Developing Evidence-Based Practice Preceptors Using a Four-Module Education Program

Monday, 30 October 2017: 9:50 AM

Anne Burnett, DNP
Veterans Health Administration, Veterans Health Care System of the Ozarks, Fayetteville, AR, USA

Background and significance: Preceptor programs have been used by facilities for decades as a way for clinically experienced nurses within those settings to assist new staff or new graduates in their transition to the work environment. A generic preceptor program includes two people developing a relationship of preceptor – novice. The preceptor will guide, orient, and support the new-hire to the unit, usually using a skills checklist. Research supports the need for developing the preceptor role by providing educational opportunities for the unique skills required within that role. Preceptor skills are not the same as clinical skills. Additionally, there is a need for specialized preceptor programs for unique practice areas. Evidence-Based Practice is a multi-step process that is currently being offered in nursing programs. These newer nurses have a working knowledge of the skills to use research and develop quality improvement initiatives. More experienced clinicians may have graduated prior to the inclusion of EBP into the curricula. There is a need for a program that will provide the background education EBP preceptors will need to assure continuity of the process within a facility and improve their ability to function within the role. Additionally, the role reversal of novice nurse acting as preceptor to the expert clinicians requires an understanding of adult education theories, excellent communication skills, and an in-depth understanding of the EBP process. Experienced clinical nurses may be willing to act as preceptors, but lack the EBP skills to feel comfortable functioning in that role.

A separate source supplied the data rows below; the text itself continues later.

//! Append-only ingestion journal.
//!
//! One line per significant event, prefixed with a timestamp and a status
//! tag. The file is only ever appended to and is not machine-parsed.

use std::fs::OpenOptions;
use std::io::Write;
use std::path::{Path, PathBuf};

/// Status tag glyphs, matching the console output of the pipeline.
#[derive(Debug, Clone, Copy)]
pub enum Tag {
    /// Informational.
    Info,
    /// Content was adjusted (e.g. sanitizer changed the text).
    Adjusted,
    /// Success.
    Ok,
    /// Skipped with reason.
    Skip,
    /// Fatal.
    Fatal,
}

impl Tag {
    pub fn glyph(&self) -> &'static str {
        match self {
            Tag::Info => "i",
            Tag::Adjusted => "~",
            Tag::Ok => "✓",
            Tag::Skip => "!",
            Tag::Fatal => "x",
        }
    }
}

/// Writer handle for the journal file. Opening is lazy; a missing parent
/// directory is created on first write. Write failures are reported once
/// to stderr and do not interrupt the pipeline.
pub struct Journal {
    path: Option<PathBuf>,
    warned: std::cell::Cell<bool>,
}

impl Journal {
    pub fn new(path: Option<&Path>) -> Journal {
        Journal {
            path: path.map(Path::to_path_buf),
            warned: std::cell::Cell::new(false),
        }
    }

    /// Disabled journal (no file configured).
    pub fn disabled() -> Journal {
        Journal::new(None)
    }

    pub fn log(&self, tag: Tag, msg: &str) {
        let Some(path) = &self.path else {
            return;
        };
        let line = format!(
            "[{}] [{}] {}\n",
            chrono::Local::now().format("%Y-%m-%d %H:%M:%S"),
            tag.glyph(),
            msg
        );
        if let Err(e) = append_line(path, &line) {
            if !self.warned.get() {
                eprintln!("Warning: cannot write journal {}: {}", path.display(), e);
                self.warned.set(true);
            }
        }
    }
}

fn append_line(path: &Path, line: &str) -> std::io::Result<()> {
    if let Some(parent) = path.parent() {
        if !parent.as_os_str().is_empty() {
            std::fs::create_dir_all(parent)?;
        }
    }
    let mut file = OpenOptions::new().create(true).append(true).open(path)?;
    file.write_all(line.as_bytes())
}

#[cfg(test)]
mod tests {
    use super::*;

    #[test]
    fn test_appends_tagged_lines() {
        let tmp = tempfile::TempDir::new().unwrap();
        let path = tmp.path().join("log").join("ingest_log.txt");
        let journal = Journal::new(Some(&path));
        journal.log(Tag::Ok, "first");
        journal.log(Tag::Skip, "second");

        let content = std::fs::read_to_string(&path).unwrap();
        let lines: Vec<&str> = content.lines().collect();
        assert_eq!(lines.len(), 2);
        assert!(lines[0].contains("[✓] first"));
        assert!(lines[1].contains("[!] second"));
    }

    #[test]
    fn test_disabled_journal_writes_nothing() {
        let journal = Journal::disabled();
        journal.log(Tag::Info, "goes nowhere");
    }
}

Clinical question: Will a structured professional development program specifically designed for EBP preceptors increase participation and confidence for midlevel nurse managers as EBP preceptors as well as standardize the EBP process?

Search Method: CINAHL, general web search, reference list titles and authors from acquired studies and articles. Inclusion criteria was professional journals, research, expert opinions, and web site publications of coursework developed for university systems.

Appraisal of Evidence: There are qualitative studies giving insight into the lived experience of the preceptor / preceptee relationship. There are multiple courses developed and posted outlining the elements within a generic preceptorship development program. The preceptor role has been shown to be an effective educational model since it has been used for decades to supplement academic studies. Harrison-White & Simons (2013) interviewed the preceptees to define the elements of a good preceptor. Omansky (2010) showed the stress preceptors experience when they take on new roles without adequate support and skills development.

Recommendations: Create a specialized EBP preceptorship program that can facilitate both expert clinicians and novice nurses with EBP development. Include adult learning concepts and communication skills. The coursework will include 30 minute formats that will be accessible on-line as well as face-to-face tutorials. Begin the educational opportunities with the mid-management level nurses. Feedback will help improve the program.

Outcomes: The goals for this project were to increase the number effective EBP preceptors within the facility as measured in the number of direct care staff driven EBP projects. Outcome success was to be measured by the number of direct care staff initiated EBP projects completed due to their mid-level managers attending the educational initiative.

The results were seven direct care staff driven initiatives proximal to the tutorials on EBP preceptor development. These projects were facilitated through various levels of mid-management involvement. An unforeseen barrier to this project was the Nurse Executive and two assistant nurse managers leaving the facility causing a significant shift of workload within the mid-management ranks for a seven-month period. This leadership turbulence also caused subsequent uncertainty at the unit staff levels. There were two projects that the staff essentially completed on their own, showing the need for more structure for the EBP development process in the facility. These staff presented their managers with a completed product that failed to have the foundation work adequately documented (the author facilitated completion of these elements so the projects could move forward). Another staff driven project became a combined EBP and Systems Redesign project, essentially using evidence to improve a current process. Using elements from both quality tools did show as an effective method to engage staff as well as assure leadership buy in for staff driven initiatives.